• _TASK PROMPT_:
Please write out, exactly as given, every line of the entries below up to and including the line with "para melhor ergonomia.".

• _Collection entries_:
▶
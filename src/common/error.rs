// src/common/error.rs

use axum::{
    http::StatusCode,
    response::{IntoResponse, Response},
    Json,
};
use serde_json::json;
use thiserror::Error;

// Nosso tipo de erro central, com `thiserror` para melhor ergonomia.
// Cada variante carrega um "kind" estável, checável por máquina, além da
// mensagem legível.
#[derive(Debug, Error)]
pub enum AppError {
    #[error("Erro de validação")]
    ValidationError(#[from] validator::ValidationErrors),

    #[error("{0}")]
    InvalidInput(String),

    #[error("Requer autenticação")]
    Unauthenticated,

    #[error("Nome de usuário ou senha inválidos")]
    InvalidCredentials,

    #[error("Permissão insuficiente")]
    Forbidden,

    #[error("Usuário não encontrado")]
    UserNotFound,

    #[error("Usuário não pertence à sua organização")]
    MembershipNotFound,

    #[error("Usuário não possui organização")]
    NoOrganization,

    #[error("Produto não encontrado")]
    ProductNotFound,

    #[error("Recebimento não encontrado")]
    ReceiptNotFound,

    #[error("Expedição não encontrada")]
    ShipmentNotFound,

    #[error("Estoque insuficiente")]
    InsufficientStock,

    // Variante para erros de banco de dados (sqlx)
    #[error("Erro de banco de dados")]
    DatabaseError(#[from] sqlx::Error),

    #[error("Erro de Bcrypt: {0}")]
    BcryptError(#[from] bcrypt::BcryptError),

    // Variante genérica para qualquer outro erro inesperado
    // `anyhow::Error` é ótimo para capturar o contexto do erro.
    #[error("Erro interno do servidor")]
    InternalServerError(#[from] anyhow::Error),
}

impl AppError {
    // A tag devolvida no corpo JSON junto com a mensagem.
    pub fn kind(&self) -> &'static str {
        match self {
            AppError::ValidationError(_) | AppError::InvalidInput(_) => "VALIDATION_ERROR",
            AppError::Unauthenticated | AppError::InvalidCredentials => "UNAUTHENTICATED",
            AppError::Forbidden | AppError::NoOrganization => "FORBIDDEN",
            AppError::UserNotFound
            | AppError::MembershipNotFound
            | AppError::ProductNotFound
            | AppError::ReceiptNotFound
            | AppError::ShipmentNotFound => "NOT_FOUND",
            AppError::InsufficientStock => "INSUFFICIENT_STOCK",
            AppError::DatabaseError(_)
            | AppError::BcryptError(_)
            | AppError::InternalServerError(_) => "INTERNAL_FAILURE",
        }
    }

    fn status(&self) -> StatusCode {
        match self {
            AppError::ValidationError(_) | AppError::InvalidInput(_) => StatusCode::BAD_REQUEST,
            AppError::Unauthenticated | AppError::InvalidCredentials => StatusCode::UNAUTHORIZED,
            AppError::Forbidden | AppError::NoOrganization => StatusCode::FORBIDDEN,
            AppError::UserNotFound
            | AppError::MembershipNotFound
            | AppError::ProductNotFound
            | AppError::ReceiptNotFound
            | AppError::ShipmentNotFound => StatusCode::NOT_FOUND,
            AppError::InsufficientStock => StatusCode::CONFLICT,
            AppError::DatabaseError(_)
            | AppError::BcryptError(_)
            | AppError::InternalServerError(_) => StatusCode::INTERNAL_SERVER_ERROR,
        }
    }
}

impl IntoResponse for AppError {
    fn into_response(self) -> Response {
        // Retorna todos os detalhes da validação, campo a campo.
        if let AppError::ValidationError(errors) = &self {
            let mut details = std::collections::HashMap::new();
            for (field, field_errors) in errors.field_errors() {
                let messages: Vec<String> = field_errors
                    .iter()
                    .filter_map(|e| e.message.as_ref().map(|m| m.to_string()))
                    .collect();
                details.insert(field.to_string(), messages);
            }
            let body = Json(json!({
                "error": "Um ou mais campos são inválidos.",
                "kind": self.kind(),
                "details": details,
            }));
            return (StatusCode::BAD_REQUEST, body).into_response();
        }

        let status = self.status();

        // Erros de infraestrutura viram 500 genérico; o detalhe fica só no log.
        if status == StatusCode::INTERNAL_SERVER_ERROR {
            tracing::error!("Erro interno do servidor: {:?}", self);
            let body = Json(json!({
                "error": "Ocorreu um erro inesperado.",
                "kind": self.kind(),
            }));
            return (status, body).into_response();
        }

        let body = Json(json!({
            "error": self.to_string(),
            "kind": self.kind(),
        }));
        (status, body).into_response()
    }
}

#[cfg(test)]
mod tests {
    use super::*;

    #[test]
    fn nao_autenticado_e_proibido_sao_distintos() {
        assert_eq!(AppError::Unauthenticated.status(), StatusCode::UNAUTHORIZED);
        assert_eq!(AppError::Forbidden.status(), StatusCode::FORBIDDEN);
        assert_ne!(AppError::Unauthenticated.kind(), AppError::Forbidden.kind());
    }

    #[test]
    fn nao_encontrado_cobre_entidades_do_livro() {
        for err in [
            AppError::ProductNotFound,
            AppError::ReceiptNotFound,
            AppError::ShipmentNotFound,
            AppError::MembershipNotFound,
        ] {
            assert_eq!(err.status(), StatusCode::NOT_FOUND);
            assert_eq!(err.kind(), "NOT_FOUND");
        }
    }

    #[test]
    fn estoque_insuficiente_tem_kind_proprio() {
        assert_eq!(AppError::InsufficientStock.status(), StatusCode::CONFLICT);
        assert_eq!(AppError::InsufficientStock.kind(), "INSUFFICIENT_STOCK");
    }
}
◀
• _WRITTEN REPLY_:
filename src/common/error.rs
// src/common/error.rs

use axum::{
    http::StatusCode,
    response::{IntoResponse, Response},
    Json,
};
use serde_json::json;
use thiserror::Error;

// Nosso tipo de erro central, com `thiserror` para melhor ergonomia.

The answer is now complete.